The number of vehicles in the parking lot for W. Kerr Scott Reservoir’s Warrior Creek mountain bike trails in recent weekends indicates a surge in use of this outstanding outdoor recreational resource.

This also is reflected in an increase in emergency personnel being dispatched in response to mountain bike accidents at Warrior Creek.

That area is in the Goshen Fire District and Goshen Fire Chief Mark Wood said his department has been dispatched to five such accidents at Warrior Creek since August. The Wilkes Rescue Squad also often is dispatched.

One of these five recent situations occurred Sunday and another the prior weekend.

Wood said one of the two resulted in a man in his 20s or 30s suffering a broken collarbone.

In the other, a 17-year-old riding with his father suffered cramps and wasn’t able to ride his bike back so Wood and Joel Blackburn pushed the bikes of the father and son back to their vehicle.

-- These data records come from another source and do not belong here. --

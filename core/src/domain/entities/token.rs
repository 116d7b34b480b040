//! OAuth2 token records and session token kinds.

use chrono::{DateTime, Duration, Utc};
use rand::distributions::Alphanumeric;
use rand::Rng;
use serde::{Deserialize, Serialize};
use serde_json::{Map, Value};
use std::collections::{BTreeMap, BTreeSet};
use std::fmt;
use uuid::Uuid;

use crate::domain::value_objects::scope::join_scope;

/// Token type issued for every access token
pub const BEARER: &str = "Bearer";

/// Grant type name of the refresh token grant
pub const REFRESH_TOKEN_GRANT: &str = "refresh_token";

/// Length of generated token identifiers
pub const TOKEN_ID_LENGTH: usize = 32;

/// Generate an opaque, URL-safe token identifier
pub fn generate_token_id() -> String {
    rand::thread_rng()
        .sample_iter(&Alphanumeric)
        .take(TOKEN_ID_LENGTH)
        .map(char::from)
        .collect()
}

/// Kind of record held in the token store
#[derive(Debug, Clone, Copy, PartialEq, Eq, Hash, Serialize, Deserialize)]
#[serde(rename_all = "snake_case")]
pub enum TokenType {
    Session,
    AccessToken,
    RefreshToken,
}

impl TokenType {
    /// Convert to string representation for database storage
    pub fn as_str(&self) -> &'static str {
        match self {
            Self::Session => "session",
            Self::AccessToken => "access_token",
            Self::RefreshToken => "refresh_token",
        }
    }

    /// Parse from string representation
    pub fn parse(s: &str) -> Option<Self> {
        match s {
            "session" => Some(Self::Session),
            "access_token" => Some(Self::AccessToken),
            "refresh_token" => Some(Self::RefreshToken),
            _ => None,
        }
    }
}

impl fmt::Display for TokenType {
    fn fmt(&self, f: &mut fmt::Formatter<'_>) -> fmt::Result {
        f.write_str(self.as_str())
    }
}

/// Reference to a resource owner within a realm
#[derive(Debug, Clone, PartialEq, Eq, Hash, Serialize, Deserialize)]
pub struct OwnerRef {
    pub id: String,
    pub realm: String,
}

impl OwnerRef {
    pub fn new(id: impl Into<String>, realm: impl Into<String>) -> Self {
        Self {
            id: id.into(),
            realm: realm.into(),
        }
    }
}

impl fmt::Display for OwnerRef {
    fn fmt(&self, f: &mut fmt::Formatter<'_>) -> fmt::Result {
        write!(f, "{}@{}", self.id, self.realm)
    }
}

/// A stored refresh token
///
/// `token_type` is whatever the store recorded under the id; the exchange
/// rejects records that are not refresh-type grants.
#[derive(Debug, Clone, PartialEq, Eq, Serialize, Deserialize)]
pub struct RefreshToken {
    pub id: String,
    pub token_type: TokenType,
    pub grant_type: String,
    pub owner: OwnerRef,
    pub client_id: String,
    pub scope: BTreeSet<String>,
    pub redirect_uri: Option<String>,
    /// Requested claims as a raw JSON document
    pub claims: Option<String>,
    /// Id of the authorization grant this token descends from
    pub auth_grant_id: Option<String>,
    pub audit_tracking_id: String,
    pub expires_at: DateTime<Utc>,
    pub created_at: DateTime<Utc>,
}

impl RefreshToken {
    pub fn is_expired_at(&self, now: DateTime<Utc>) -> bool {
        self.expires_at <= now
    }

    pub fn is_expired(&self) -> bool {
        self.is_expired_at(Utc::now())
    }

    pub fn is_refresh_grant(&self) -> bool {
        self.token_type == TokenType::RefreshToken
    }
}

/// Input for creating a refresh token
#[derive(Debug, Clone, PartialEq, Eq)]
pub struct NewRefreshToken {
    pub grant_type: String,
    pub client_id: String,
    pub owner: OwnerRef,
    pub redirect_uri: Option<String>,
    pub scope: BTreeSet<String>,
    pub claims: Option<String>,
    pub auth_grant_id: Option<String>,
    pub lifetime: Duration,
}

impl NewRefreshToken {
    /// Materialize the record with a fresh id and tracking id
    pub fn into_token(self, now: DateTime<Utc>) -> RefreshToken {
        RefreshToken {
            id: generate_token_id(),
            token_type: TokenType::RefreshToken,
            grant_type: self.grant_type,
            owner: self.owner,
            client_id: self.client_id,
            scope: self.scope,
            redirect_uri: self.redirect_uri,
            claims: self.claims,
            auth_grant_id: self.auth_grant_id,
            audit_tracking_id: Uuid::new_v4().to_string(),
            expires_at: now + self.lifetime,
            created_at: now,
        }
    }
}

/// A stored access token together with the extra data returned to the caller
#[derive(Debug, Clone, PartialEq, Eq, Serialize, Deserialize)]
pub struct AccessToken {
    pub id: String,
    /// Always [`BEARER`] for tokens issued here
    pub token_type: String,
    pub grant_type: String,
    pub owner: OwnerRef,
    pub client_id: String,
    pub redirect_uri: Option<String>,
    pub scope: BTreeSet<String>,
    /// Refresh token backing this access token
    pub refresh_token_id: Option<String>,
    pub claims: Option<String>,
    pub audit_tracking_id: String,
    pub expires_at: DateTime<Utc>,
    pub created_at: DateTime<Utc>,
    /// Additional fields merged into the token endpoint response
    #[serde(default)]
    pub extra_data: BTreeMap<String, String>,
}

impl AccessToken {
    pub fn add_extra_data(&mut self, key: impl Into<String>, value: impl Into<String>) {
        self.extra_data.insert(key.into(), value.into());
    }

    /// Seconds until expiry, never negative
    pub fn expires_in(&self, now: DateTime<Utc>) -> i64 {
        (self.expires_at - now).num_seconds().max(0)
    }

    pub fn scope_string(&self) -> String {
        join_scope(&self.scope)
    }

    /// Render the token endpoint JSON body
    pub fn to_response_map(&self, now: DateTime<Utc>) -> Map<String, Value> {
        let mut map = Map::new();
        map.insert("access_token".to_string(), Value::from(self.id.clone()));
        map.insert("token_type".to_string(), Value::from(self.token_type.clone()));
        map.insert("expires_in".to_string(), Value::from(self.expires_in(now)));
        for (key, value) in &self.extra_data {
            map.insert(key.clone(), Value::from(value.clone()));
        }
        map
    }
}

/// Input for creating an access token
#[derive(Debug, Clone, PartialEq, Eq)]
pub struct NewAccessToken {
    pub grant_type: String,
    pub token_type: String,
    pub owner: OwnerRef,
    pub client_id: String,
    pub redirect_uri: Option<String>,
    pub scope: BTreeSet<String>,
    pub refresh_token_id: Option<String>,
    pub claims: Option<String>,
    pub lifetime: Duration,
}

impl NewAccessToken {
    /// Materialize the record with a fresh id and tracking id
    pub fn into_token(self, now: DateTime<Utc>) -> AccessToken {
        AccessToken {
            id: generate_token_id(),
            token_type: self.token_type,
            grant_type: self.grant_type,
            owner: self.owner,
            client_id: self.client_id,
            redirect_uri: self.redirect_uri,
            scope: self.scope,
            refresh_token_id: self.refresh_token_id,
            claims: self.claims,
            audit_tracking_id: Uuid::new_v4().to_string(),
            expires_at: now + self.lifetime,
            created_at: now,
            extra_data: BTreeMap::new(),
        }
    }
}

Broken collarbones are among the most common mountain bike injuries and cramps often indicate dehydration from not consuming enough water.

It can also result from a lack of electrolytes, particularly sodium.

According to various sources, there are basic concepts that help prevent these and other common, undesirable experiences while mountain biking.

In addition to causing cramps, dehydration slows physical responses and impairs senses, thus increasing the likelihood of crashes.

According to one source, a good rule of thumb is to drink about 16 ounces of water before riding and about 20-24 ounces per hour while on the bike.

Spending about 10 minutes warming up and stretching prior to riding helps decrease the likelihood of strains and sprains and improves reaction time, thus making crashes less likely.

Getting out of the bike seat and shifting weight from the seat to the pedals lowers your center of gravity and makes you more stable.

How you fall goes a long way toward avoiding injuries.

Try to tuck and roll when you fall and avoid tensing up.

If you’re able to realize you’re about to fall, lift one leg over the bike frame so both legs are on one side and eject to the side of the bike while attempting to avoid obstacles.

Control your speed and be conscious of being able to stop in half the distance you can see ahead.

Ride through puddles rather than around them.

Obviously wear a helmet, but it’s also a good idea to wear glasses and gloves.

Check your bike for mechanical problems before riding.

Know the difficulty of the trail you plan to ride and don’t go on trails that are too technical for your skills and experience.

Lastly, try to not to ride by yourself.

A group of three riders is best so someone can stay with an injured person if someone else has to leave to get help.